Repeat, please, only the lines from the top of the data down to the line with "pub fn read(&self)"; include both of those lines.
━━━ Supplied information
//! Node workloads.
//!
//! A [`Program`] stands where an instruction interpreter would: each step
//! does some work against the radio and reports how many cycles it took.
//! The node loop feeds those cycles to the node's clock, which is where
//! rendezvous with the other nodes happen.

use avsim_clock::MainClock;
use avsim_common::{Cycles, NodeId, SimError};
use avsim_model::ProgramModel;
use avsim_radio::{RadioAir, RSSI_BUSY};
use avsim_sync::Synchronizer;
use serde::Serialize;

/// Radio activity of one program.
#[derive(Debug, Clone, Copy, Default, PartialEq, Eq, Serialize)]
pub struct ProgramStats {
    /// Bytes put on the air.
    pub transmitted: u64,
    /// RSSI samples taken.
    pub samples: u64,
    /// Samples that found the channel busy.
    pub busy_samples: u64,
    /// Bytes recovered from the channel.
    pub received: u64,
    /// Most recent byte recovered.
    pub last_byte: Option<u8>,
}

/// What a program can see and touch while stepping.
pub struct NodeContext<'a> {
    node: NodeId,
    clock: &'a MainClock,
    sync: &'a dyn Synchronizer,
    air: &'a dyn RadioAir,
}

impl<'a> NodeContext<'a> {
    pub fn new(
        node: NodeId,
        clock: &'a MainClock,
        sync: &'a dyn Synchronizer,
        air: &'a dyn RadioAir,
    ) -> Self {
        NodeContext {
            node,
            clock,
            sync,
            air,
        }
    }

    pub fn node(&self) -> NodeId {
        self.node
    }

    /// Local cycle count.
    pub fn now(&self) -> Cycles {
        self.clock.count()
    }

    /// Current time in reference cycles, the timebase of the channel.
    pub fn global_now(&self) -> Cycles {
        self.sync.to_global(self.clock.count(), self.clock.rate())
    }

    pub fn transmit(&self, data: u8) -> Result<(), SimError> {
        Ok(self.air.write_channel(self.node, data, self.global_now())?)
    }

    pub fn sample(&self) -> Result<u16, SimError> {
        Ok(self.air.sample_channel(self.node, self.global_now())?)
    }

    pub fn read(&self) -> Result<Option<u8>, SimError> {
        Ok(self.air.read_channel(self.node, self.global_now())?)
    }
}

/// A workload driven by a node thread.
pub trait Program: Send {
    /// Short name for logs and metric labels.
    fn kind(&self) -> &'static str;

    /// Do one unit of work and return the local cycles it consumed.
    ///
    /// The caller clamps the result to the end of the run, so a program
    /// with nothing left to do may return [`Cycles::MAX`].
    fn step(&mut self, ctx: &mut NodeContext<'_>) -> Result<Cycles, SimError>;

    fn stats(&self) -> ProgramStats;
}

/// Build the program a node model asks for.
pub fn program_for(model: &ProgramModel) -> Box<dyn Program> {
    match *model {
        ProgramModel::Idle => Box::new(Idle),
        ProgramModel::Beacon { interval, data } => Box::new(Beacon::new(interval, data)),
        ProgramModel::Listener { interval } => Box::new(Listener::new(interval)),
    }
}

/// Sleeps through the run.
#[derive(Debug, Default)]
pub struct Idle;

impl Program for Idle {
    fn kind(&self) -> &'static str {
        "idle"
    }

    fn step(&mut self, _ctx: &mut NodeContext<'_>) -> Result<Cycles, SimError> {
        Ok(Cycles::MAX)
    }

    fn stats(&self) -> ProgramStats {
        ProgramStats::default()
    }
}

/// Transmits the same byte at a fixed interval, starting immediately.
#[derive(Debug)]
pub struct Beacon {
    interval: Cycles,
    data: u8,
    stats: ProgramStats,
}

impl Beacon {
    pub fn new(interval: Cycles, data: u8) -> Self {
        Beacon {
            interval,
            data,
            stats: ProgramStats::default(),
        }
    }
}

impl Program for Beacon {
    fn kind(&self) -> &'static str {
        "beacon"
    }

    fn step(&mut self, ctx: &mut NodeContext<'_>) -> Result<Cycles, SimError> {
        ctx.transmit(self.data)?;
        self.stats.transmitted += 1;
        Ok(self.interval)
    }

    fn stats(&self) -> ProgramStats {
        self.stats
    }
}

/// Samples the channel at a fixed interval and reads a byte whenever the
/// channel is busy.
#[derive(Debug)]
pub struct Listener {
    interval: Cycles,
    stats: ProgramStats,
}

impl Listener {
    pub fn new(interval: Cycles) -> Self {
        Listener {
            interval,
            stats: ProgramStats::default(),
        }
    }
}

impl Program for Listener {
    fn kind(&self) -> &'static str {
        "listener"
    }

    fn step(&mut self, ctx: &mut NodeContext<'_>) -> Result<Cycles, SimError> {
        self.stats.samples += 1;
        if ctx.sample()? == RSSI_BUSY {
            self.stats.busy_samples += 1;
            if let Some(byte) = ctx.read()? {
                self.stats.received += 1;
                self.stats.last_byte = Some(byte);
            }
        }
        Ok(self.interval)
    }

    fn stats(&self) -> ProgramStats {
        self.stats
    }
}
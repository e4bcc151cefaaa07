//! # avsim-runner
//!
//! Runs a simulation model with one OS thread per node.
//!
//! - [`Session`]: owns the synchronizer and radio channel of one run
//! - [`NodeThread`]: a node's clock and [`Program`] on its own thread
//! - [`Watchdog`]: reports rendezvous rounds that stop making progress
//!
//! ```no_run
//! use avsim_runner::{Session, SessionOptions};
//!
//! let model = avsim_model::load_model("demos/beacon_pair.yaml").unwrap();
//! let report = Session::new(model, SessionOptions::default()).unwrap().run().unwrap();
//! println!("{} rounds", report.rounds);
//! ```

pub mod node_thread;
pub mod program;
pub mod session;
pub mod watchdog;

pub use node_thread::{NodeReport, NodeStats, NodeThread, NodeThreadConfig};
pub use program::{program_for, Beacon, Idle, Listener, NodeContext, Program, ProgramStats};
pub use session::{Session, SessionError, SessionOptions, SessionReport, StopHandle};
pub use watchdog::Watchdog;
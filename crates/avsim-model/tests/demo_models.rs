//! Every model shipped under `demos/` must load and validate.

use avsim_model::{load_model, ProgramModel};
use std::path::PathBuf;

fn demos_dir() -> PathBuf {
    PathBuf::from(env!("CARGO_MANIFEST_DIR")).join("../../demos")
}

#[test]
fn test_beacon_pair_loads() {
    let model = load_model(demos_dir().join("beacon_pair.yaml")).unwrap();

    assert_eq!(model.nodes.len(), 3);
    assert_eq!(model.simulation.seed, 42);
    assert_eq!(
        model.node_names().collect::<Vec<_>>(),
        vec!["beacon-a", "listener", "beacon-b"]
    );
    assert_eq!(model.nodes[2].clock.hz(), 3_686_400);
    assert!(matches!(model.nodes[0].program, ProgramModel::Beacon { data: 165, .. }));
    assert_eq!(model.start_delays(), vec![0, 1000, 2000]);
}

#[test]
fn test_all_demos_validate() {
    for entry in std::fs::read_dir(demos_dir()).unwrap() {
        let path = entry.unwrap().path();
        if path.extension().and_then(|e| e.to_str()) == Some("yaml") {
            load_model(&path).unwrap_or_else(|e| panic!("{}: {}", path.display(), e));
        }
    }
}

#[test]
fn test_missing_file_is_io_error() {
    let err = load_model(demos_dir().join("does-not-exist.yaml")).unwrap_err();
    assert!(matches!(err, avsim_model::ModelError::Io(_)));
}
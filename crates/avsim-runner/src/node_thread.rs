//! Per-node threads.
//!
//! Each simulated node runs on its own OS thread, owning its [`MainClock`]
//! and [`Program`]. Threads never exchange messages with each other: they
//! free-run between rendezvous points armed on their clocks by the
//! session's [`Synchronizer`], and touch shared state only through the
//! radio channel, which waits on the same synchronizer.
//!
//! ## Key Types
//!
//! - [`NodeThread`]: a node's clock, program and run limits
//! - [`NodeReport`]: the single report a thread sends when it exits
//! - [`NodeThreadHandle`]: join handle kept by the session

use crate::program::{NodeContext, Program, ProgramStats};
use avsim_clock::MainClock;
use avsim_common::{Cycles, NodeId, SimError};
use avsim_metrics::{metric_defs, MetricLabels};
use avsim_radio::RadioAir;
use avsim_sync::Synchronizer;
use crossbeam_channel::Sender;
use serde::Serialize;
use std::any::Any;
use std::panic::{self, AssertUnwindSafe};
use std::sync::Arc;
use std::thread::{self, JoinHandle};
use tracing::{debug, error, info_span, warn};

// ============================================================================
// Node Reports (Node → Session)
// ============================================================================

/// What a node did during the run.
#[derive(Debug, Clone, PartialEq, Eq, Serialize)]
pub struct NodeStats {
    pub node: NodeId,
    pub name: String,
    pub program: &'static str,
    pub clock_hz: u64,
    /// Local cycles executed, including the start delay.
    pub cycles: Cycles,
    /// `cycles` in reference cycles.
    pub global_cycles: Cycles,
    /// Clock events fired, rendezvous timers included.
    pub events_fired: u64,
    pub radio: ProgramStats,
    /// Why the node stopped early, if it did.
    #[serde(skip_serializing_if = "Option::is_none")]
    pub error: Option<String>,
}

/// Report sent by a node thread when it exits. Every thread sends exactly one.
#[derive(Debug)]
pub enum NodeReport {
    /// The node reached the end of the run.
    Finished(NodeStats),

    /// The node stopped on an error.
    Failed { stats: NodeStats, error: SimError },

    /// The node's thread panicked. The synchronizer has been stopped.
    Panicked { name: String, message: String },
}

// ============================================================================
// Node Thread
// ============================================================================

/// Run parameters of one node thread.
#[derive(Debug, Clone)]
pub struct NodeThreadConfig {
    /// Position of the node in the model; reports are keyed by it.
    pub index: usize,
    pub node: NodeId,
    pub name: String,
    /// Local cycle count at which the node stops.
    pub limit: Cycles,
    /// Local cycles slept before the program's first step.
    pub start_delay: Cycles,
}

/// A node ready to run on its own thread.
///
/// The clock must already be registered with `sync` and the radio attached
/// to `air`; the thread deregisters both when it exits.
pub struct NodeThread {
    config: NodeThreadConfig,
    clock: MainClock,
    program: Box<dyn Program>,
    sync: Arc<dyn Synchronizer>,
    air: Arc<dyn RadioAir>,
}

impl NodeThread {
    pub fn new(
        config: NodeThreadConfig,
        clock: MainClock,
        program: Box<dyn Program>,
        sync: Arc<dyn Synchronizer>,
        air: Arc<dyn RadioAir>,
    ) -> Self {
        Self {
            config,
            clock,
            program,
            sync,
            air,
        }
    }

    pub fn config(&self) -> &NodeThreadConfig {
        &self.config
    }

    /// Sleep through the start delay, then step the program until the clock
    /// reaches the limit.
    pub fn run(&mut self) -> Result<(), SimError> {
        let limit = self.config.limit;
        self.clock.advance(self.config.start_delay.min(limit))?;

        while self.clock.count() < limit {
            let consumed = {
                let mut ctx = NodeContext::new(
                    self.config.node,
                    &self.clock,
                    self.sync.as_ref(),
                    self.air.as_ref(),
                );
                self.program.step(&mut ctx)?
            };
            let remaining = limit - self.clock.count();
            self.clock.advance(consumed.clamp(1, remaining))?;
        }
        Ok(())
    }

    /// Leave the synchronizer and the air, record metrics, and turn the
    /// outcome of [`run`](Self::run) into a report.
    pub fn finish(mut self, outcome: Result<(), SimError>) -> NodeReport {
        let node = self.config.node;
        let mut outcome = outcome;

        if let Err(e) = self.sync.deregister(node, &mut self.clock) {
            match outcome {
                Ok(()) => outcome = Err(e.into()),
                Err(_) => debug!(%node, error = %e, "deregistration after failure"),
            }
        }
        self.air.remove_radio(node);

        let labels = MetricLabels::new(self.config.name.as_str(), self.program.kind()).to_labels();
        metrics::counter!(metric_defs::CLOCK_CYCLES.name, &labels).increment(self.clock.count());
        metrics::counter!(metric_defs::CLOCK_EVENTS_FIRED.name, &labels)
            .increment(self.clock.events_fired());

        let mut stats = self.stats();
        match outcome {
            Ok(()) => {
                debug!(%node, cycles = stats.cycles, "node finished");
                NodeReport::Finished(stats)
            }
            Err(error) => {
                stats.error = Some(error.to_string());
                NodeReport::Failed { stats, error }
            }
        }
    }

    pub fn stats(&self) -> NodeStats {
        NodeStats {
            node: self.config.node,
            name: self.config.name.clone(),
            program: self.program.kind(),
            clock_hz: self.clock.rate().hz(),
            cycles: self.clock.count(),
            global_cycles: self.sync.to_global(self.clock.count(), self.clock.rate()),
            events_fired: self.clock.events_fired(),
            radio: self.program.stats(),
            error: None,
        }
    }
}

// ============================================================================
// Node Thread Handle
// ============================================================================

/// Handle to a spawned node thread.
pub struct NodeThreadHandle {
    name: String,
    thread: JoinHandle<()>,
}

impl NodeThreadHandle {
    pub fn name(&self) -> &str {
        &self.name
    }

    pub fn is_finished(&self) -> bool {
        self.thread.is_finished()
    }

    /// Wait for the thread to exit.
    pub fn join(self) -> thread::Result<()> {
        self.thread.join()
    }
}

/// Spawn `node` on a thread named `node-{name}`. Its report is sent on
/// `report_tx` tagged with the node's index.
pub fn spawn_node_thread(
    node: NodeThread,
    report_tx: Sender<(usize, NodeReport)>,
) -> std::io::Result<NodeThreadHandle> {
    let name = node.config.name.clone();
    let thread = thread::Builder::new()
        .name(format!("node-{}", name))
        .spawn(move || node_thread_main(node, report_tx))?;

    Ok(NodeThreadHandle { name, thread })
}

fn node_thread_main(mut node: NodeThread, report_tx: Sender<(usize, NodeReport)>) {
    let index = node.config.index;
    let name = node.config.name.clone();
    let sync = node.sync.clone();
    let span = info_span!("node", name = %name, id = %node.config.node);
    let _enter = span.enter();

    let report = match panic::catch_unwind(AssertUnwindSafe(move || {
        let outcome = node.run();
        node.finish(outcome)
    })) {
        Ok(report) => report,
        Err(payload) => {
            let message = panic_message(payload.as_ref());
            error!(node = %name, panic = %message, "node thread panicked, stopping the session");
            sync.stop();
            NodeReport::Panicked { name, message }
        }
    };

    if report_tx.send((index, report)).is_err() {
        warn!("session stopped listening before the node reported");
    }
}

fn panic_message(payload: &(dyn Any + Send)) -> String {
    if let Some(s) = payload.downcast_ref::<&str>() {
        s.to_string()
    } else if let Some(s) = payload.downcast_ref::<String>() {
        s.clone()
    } else {
        "unknown panic".to_string()
    }
}
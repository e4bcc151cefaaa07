//! # avsim-model
//!
//! The YAML simulation model: run parameters plus one entry per node.
//!
//! ```yaml
//! simulation:
//!   sync_period: 6106      # reference cycles between rendezvous
//!   cycles: 737280         # run length in reference cycles
//!   seed: 42
//!   stagger_start: 1000    # extra start delay per node index
//!   random_start: { min: 0, max: 5000 }
//! nodes:
//!   - name: beacon-a
//!     clock_hz: 7372800
//!     position: { x: 0.0, y: 0.0 }
//!     radio: { power: 15 }
//!     program: { type: beacon, interval: 61060, data: 165 }
//! ```

use avsim_common::{ClockRate, Cycles};
use avsim_radio::{Position, RadioSettings, BYTE_PERIOD};
use rand::{Rng, SeedableRng};
use rand_chacha::ChaCha8Rng;
use serde::{Deserialize, Serialize};
use std::collections::HashSet;
use std::path::Path;
use thiserror::Error;

/// Errors raised while loading or validating a model.
#[derive(Debug, Error)]
pub enum ModelError {
    #[error("IO error: {0}")]
    Io(#[from] std::io::Error),

    #[error("YAML parsing error: {0}")]
    Yaml(#[from] serde_yaml::Error),

    #[error("model has no nodes")]
    NoNodes,

    #[error("duplicate node name: {0}")]
    DuplicateNode(String),

    #[error("sync_period must be non-zero")]
    ZeroPeriod,

    #[error("clock rate of {0} must be non-zero")]
    ZeroClockRate(String),

    #[error("program interval of node {0} must be non-zero")]
    ZeroInterval(String),

    #[error("random_start interval is inverted: min {min} > max {max}")]
    InvertedStartInterval { min: Cycles, max: Cycles },
}

// ============================================================================
// Model types
// ============================================================================

/// A complete simulation description.
#[derive(Debug, Clone, PartialEq, Serialize, Deserialize)]
pub struct SimulationModel {
    pub simulation: SimulationSettings,
    pub nodes: Vec<NodeModel>,
}

/// Run-wide parameters. Cycle counts are in reference cycles.
#[derive(Debug, Clone, PartialEq, Serialize, Deserialize)]
pub struct SimulationSettings {
    /// Cycles between rendezvous of all node threads.
    #[serde(default = "default_sync_period")]
    pub sync_period: Cycles,
    /// Clock rate that periods and channel timestamps are expressed in.
    #[serde(default, rename = "reference_hz")]
    pub reference: ClockRate,
    /// Run length.
    pub cycles: Cycles,
    #[serde(default)]
    pub seed: u64,
    /// Start delay added per node index.
    #[serde(default)]
    pub stagger_start: Cycles,
    /// Uniformly random start delay per node.
    #[serde(default)]
    pub random_start: Option<StartInterval>,
}

fn default_sync_period() -> Cycles {
    BYTE_PERIOD
}

/// Inclusive interval of start delays.
#[derive(Debug, Clone, Copy, PartialEq, Eq, Serialize, Deserialize)]
pub struct StartInterval {
    pub min: Cycles,
    pub max: Cycles,
}

/// One simulated node.
#[derive(Debug, Clone, PartialEq, Serialize, Deserialize)]
pub struct NodeModel {
    pub name: String,
    #[serde(default, rename = "clock_hz")]
    pub clock: ClockRate,
    #[serde(default)]
    pub position: Position,
    #[serde(default)]
    pub radio: RadioSettings,
    #[serde(default)]
    pub program: ProgramModel,
}

/// The workload a node runs. Intervals are in the node's local cycles.
#[derive(Debug, Clone, Copy, PartialEq, Eq, Default, Serialize, Deserialize)]
#[serde(tag = "type", rename_all = "snake_case")]
pub enum ProgramModel {
    /// Sleeps until the end of the run.
    #[default]
    Idle,
    /// Transmits `data` every `interval` cycles.
    Beacon {
        interval: Cycles,
        #[serde(default)]
        data: u8,
    },
    /// Samples the channel every `interval` cycles.
    Listener { interval: Cycles },
}

impl ProgramModel {
    /// Short name for logs and metric labels.
    pub fn kind(&self) -> &'static str {
        match self {
            ProgramModel::Idle => "idle",
            ProgramModel::Beacon { .. } => "beacon",
            ProgramModel::Listener { .. } => "listener",
        }
    }
}

// ============================================================================
// Loading and validation
// ============================================================================

/// Read and validate a model file.
pub fn load_model(path: impl AsRef<Path>) -> Result<SimulationModel, ModelError> {
    let text = std::fs::read_to_string(path)?;
    parse_model(&text)
}

/// Parse and validate a model from YAML text.
pub fn parse_model(yaml: &str) -> Result<SimulationModel, ModelError> {
    let model: SimulationModel = serde_yaml::from_str(yaml)?;
    model.validate()?;
    Ok(model)
}

impl SimulationModel {
    pub fn validate(&self) -> Result<(), ModelError> {
        let sim = &self.simulation;
        if self.nodes.is_empty() {
            return Err(ModelError::NoNodes);
        }
        if sim.sync_period == 0 {
            return Err(ModelError::ZeroPeriod);
        }
        if sim.reference.hz() == 0 {
            return Err(ModelError::ZeroClockRate("the reference clock".to_string()));
        }
        if let Some(StartInterval { min, max }) = sim.random_start {
            if min > max {
                return Err(ModelError::InvertedStartInterval { min, max });
            }
        }

        let mut names = HashSet::new();
        for node in &self.nodes {
            if !names.insert(node.name.as_str()) {
                return Err(ModelError::DuplicateNode(node.name.clone()));
            }
            if node.clock.hz() == 0 {
                return Err(ModelError::ZeroClockRate(format!("node {}", node.name)));
            }
            match node.program {
                ProgramModel::Beacon { interval: 0, .. } | ProgramModel::Listener { interval: 0 } => {
                    return Err(ModelError::ZeroInterval(node.name.clone()));
                }
                _ => {}
            }
        }
        Ok(())
    }

    /// Start delay of every node in reference cycles, in node order.
    ///
    /// Node `i` waits `i * stagger_start` plus, if configured, a uniform
    /// draw from `random_start` seeded by the model seed.
    pub fn start_delays(&self) -> Vec<Cycles> {
        let sim = &self.simulation;
        let mut rng = ChaCha8Rng::seed_from_u64(sim.seed);
        (0..self.nodes.len() as u64)
            .map(|i| {
                let random = match sim.random_start {
                    Some(StartInterval { min, max }) => rng.gen_range(min..=max),
                    None => 0,
                };
                i * sim.stagger_start + random
            })
            .collect()
    }

    /// Node names in model order.
    pub fn node_names(&self) -> impl Iterator<Item = &str> {
        self.nodes.iter().map(|n| n.name.as_str())
    }
}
━━━━━━
### Output for this exercise
//! Node workloads.
//!
//! A [`Program`] stands where an instruction interpreter would: each step
//! does some work against the radio and reports how many cycles it took.
//! The node loop feeds those cycles to the node's clock, which is where
//! rendezvous with the other nodes happen.

use avsim_clock::MainClock;
use avsim_common::{Cycles, NodeId, SimError};
use avsim_model::ProgramModel;
use avsim_radio::{RadioAir, RSSI_BUSY};
use avsim_sync::Synchronizer;
use serde::Serialize;

/// Radio activity of one program.
#[derive(Debug, Clone, Copy, Default, PartialEq, Eq, Serialize)]
pub struct ProgramStats {
    /// Bytes put on the air.
    pub transmitted: u64,
    /// RSSI samples taken.
    pub samples: u64,
    /// Samples that found the channel busy.
    pub busy_samples: u64,
    /// Bytes recovered from the channel.
    pub received: u64,
    /// Most recent byte recovered.
    pub last_byte: Option<u8>,
}

/// What a program can see and touch while stepping.
pub struct NodeContext<'a> {
    node: NodeId,
    clock: &'a MainClock,
    sync: &'a dyn Synchronizer,
    air: &'a dyn RadioAir,
}

impl<'a> NodeContext<'a> {
    pub fn new(
        node: NodeId,
        clock: &'a MainClock,
        sync: &'a dyn Synchronizer,
        air: &'a dyn RadioAir,
    ) -> Self {
        NodeContext {
            node,
            clock,
            sync,
            air,
        }
    }

    pub fn node(&self) -> NodeId {
        self.node
    }

    /// Local cycle count.
    pub fn now(&self) -> Cycles {
        self.clock.count()
    }

    /// Current time in reference cycles, the timebase of the channel.
    pub fn global_now(&self) -> Cycles {
        self.sync.to_global(self.clock.count(), self.clock.rate())
    }

    pub fn transmit(&self, data: u8) -> Result<(), SimError> {
        Ok(self.air.write_channel(self.node, data, self.global_now())?)
    }

    pub fn sample(&self) -> Result<u16, SimError> {
        Ok(self.air.sample_channel(self.node, self.global_now())?)
    }

    pub fn read(&self) -> Result<Option<u8>, SimError> {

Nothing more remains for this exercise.